→ **YOUR GOAL**
Starting at the top of the records, output every line through the one that contains "pub fn config(&self)", keeping each exactly as it appears.

Stored data
----------------------------------------

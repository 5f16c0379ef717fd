//! Handle/session layer.
//!
//! `Engine` owns the registry, the configuration, and the table of live
//! sessions. Registration needs `&mut Engine`; everything after startup
//! (open, create, routed operations, close) works on `&Engine`, so one engine
//! can serve several threads. Each session sits behind its own mutex: calls on
//! different handles never contend with each other.

use std::collections::{HashMap, HashSet};
use std::sync::{Arc, Mutex};

use nep_abi::{DispatchTable, Mode, NcError, NcResult, Ncid, OpenFile, Slot};

use crate::config::EngineConfig;
use crate::detect::{self, Detection, OpenRequest};
use crate::registry::Registry;

// Child modules can reach the private fields below.
mod lifecycle;
mod routed;

type SessionRef = Arc<Mutex<OpenFile>>;

#[derive(Default)]
struct Sessions {
    live: HashMap<u16, SessionRef>,
    /// Ids handed out to opens still in progress.
    reserved: HashSet<u16>,
    last: u16,
}

impl Sessions {
    /// Next free session id in `1..=Ncid::MAX_SESSION`. Ids grow
    /// monotonically, then wrap to 1 and skip ids still in use.
    fn reserve(&mut self) -> NcResult<u16> {
        for _ in 0..Ncid::MAX_SESSION {
            self.last = if self.last >= Ncid::MAX_SESSION {
                1
            } else {
                self.last + 1
            };
            if !self.live.contains_key(&self.last) && !self.reserved.contains(&self.last) {
                self.reserved.insert(self.last);
                return Ok(self.last);
            }
        }
        Err(NcError::InvalidArgument("too many open datasets".into()))
    }
}

pub struct Engine {
    registry: Registry,
    config: EngineConfig,
    sessions: Mutex<Sessions>,
}

impl Default for Engine {
    fn default() -> Self {
        Self::new(EngineConfig::default())
    }
}

impl Engine {
    pub fn new(config: EngineConfig) -> Self {
        Self {
            registry: Registry::new(),
            config,
            sessions: Mutex::new(Sessions::default()),
        }
    }

    pub fn config(&self) -> &EngineConfig {
        &self.config
    }

    pub fn registry(&self) -> &Registry {
        &self.registry
    }

    pub fn registry_mut(&mut self) -> &mut Registry {
        &mut self.registry
    }

    /// Register a backend at any slot (built-in or user-defined).
    pub fn register(
        &mut self,
        slot: Slot,
        table: &'static DispatchTable,
        magic: Option<&[u8]>,
    ) -> NcResult<()> {
        self.registry.register(slot, table, magic, Mode::empty())
    }

    /// `nc_def_user_format` analogue: the slot and capabilities come from `mode`.
    pub fn def_user_format(
        &mut self,
        mode: Mode,
        table: &'static DispatchTable,
        magic: Option<&[u8]>,
    ) -> NcResult<()> {
        self.registry.register_mode(mode, table, magic)
    }

    /// Run format detection without opening anything.
    pub fn detect(&self, req: &OpenRequest<'_>) -> NcResult<Detection> {
        detect::detect_open(&self.registry, &self.config, req)
    }

    /// Number of live session handles.
    pub fn open_sessions(&self) -> usize {
        self.sessions.lock().expect("session table poisoned").live.len()
    }

    fn session(&self, ncid: Ncid) -> NcResult<SessionRef> {
        let sessions = self.sessions.lock().expect("session table poisoned");
        sessions
            .live
            .get(&ncid.session())
            .cloned()
            .ok_or(NcError::BadHandle(ncid))
    }

    /// Run `f` against the session that owns `ncid`.
    fn with_session<R>(
        &self,
        ncid: Ncid,
        f: impl FnOnce(&mut OpenFile) -> NcResult<R>,
    ) -> NcResult<R> {
        let handle = self.session(ncid)?;
        let mut file = handle.lock().expect("session poisoned");
        f(&mut file)
    }

    /// Remove a session from the live table; later lookups see `BadHandle`.
    fn retire(&self, ncid: Ncid) -> NcResult<SessionRef> {
        let mut sessions = self.sessions.lock().expect("session table poisoned");
        sessions
            .live
            .remove(&ncid.session())
            .ok_or(NcError::BadHandle(ncid))
    }
}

----------------------------------------

→ **COMPLETED EXERCISE**
repository 5f16c0379ef717fd
//! Handle/session layer.
//!
//! `Engine` owns the registry, the configuration, and the table of live
//! sessions. Registration needs `&mut Engine`; everything after startup
//! (open, create, routed operations, close) works on `&Engine`, so one engine
//! can serve several threads. Each session sits behind its own mutex: calls on
//! different handles never contend with each other.

use std::collections::{HashMap, HashSet};
use std::sync::{Arc, Mutex};

use nep_abi::{DispatchTable, Mode, NcError, NcResult, Ncid, OpenFile, Slot};

use crate::config::EngineConfig;
use crate::detect::{self, Detection, OpenRequest};
use crate::registry::Registry;

// Child modules can reach the private fields below.
mod lifecycle;
mod routed;

type SessionRef = Arc<Mutex<OpenFile>>;

#[derive(Default)]
struct Sessions {
    live: HashMap<u16, SessionRef>,
    /// Ids handed out to opens still in progress.
    reserved: HashSet<u16>,
    last: u16,
}

impl Sessions {
    /// Next free session id in `1..=Ncid::MAX_SESSION`. Ids grow
    /// monotonically, then wrap to 1 and skip ids still in use.
    fn reserve(&mut self) -> NcResult<u16> {
        for _ in 0..Ncid::MAX_SESSION {
            self.last = if self.last >= Ncid::MAX_SESSION {
                1
            } else {
                self.last + 1
            };
            if !self.live.contains_key(&self.last) && !self.reserved.contains(&self.last) {
                self.reserved.insert(self.last);
                return Ok(self.last);
            }
        }
        Err(NcError::InvalidArgument("too many open datasets".into()))
    }
}

pub struct Engine {
    registry: Registry,
    config: EngineConfig,
    sessions: Mutex<Sessions>,
}

impl Default for Engine {
    fn default() -> Self {
        Self::new(EngineConfig::default())
    }
}

impl Engine {
    pub fn new(config: EngineConfig) -> Self {
        Self {
            registry: Registry::new(),
            config,
            sessions: Mutex::new(Sessions::default()),
        }
    }

    pub fn config(&self) -> &EngineConfig {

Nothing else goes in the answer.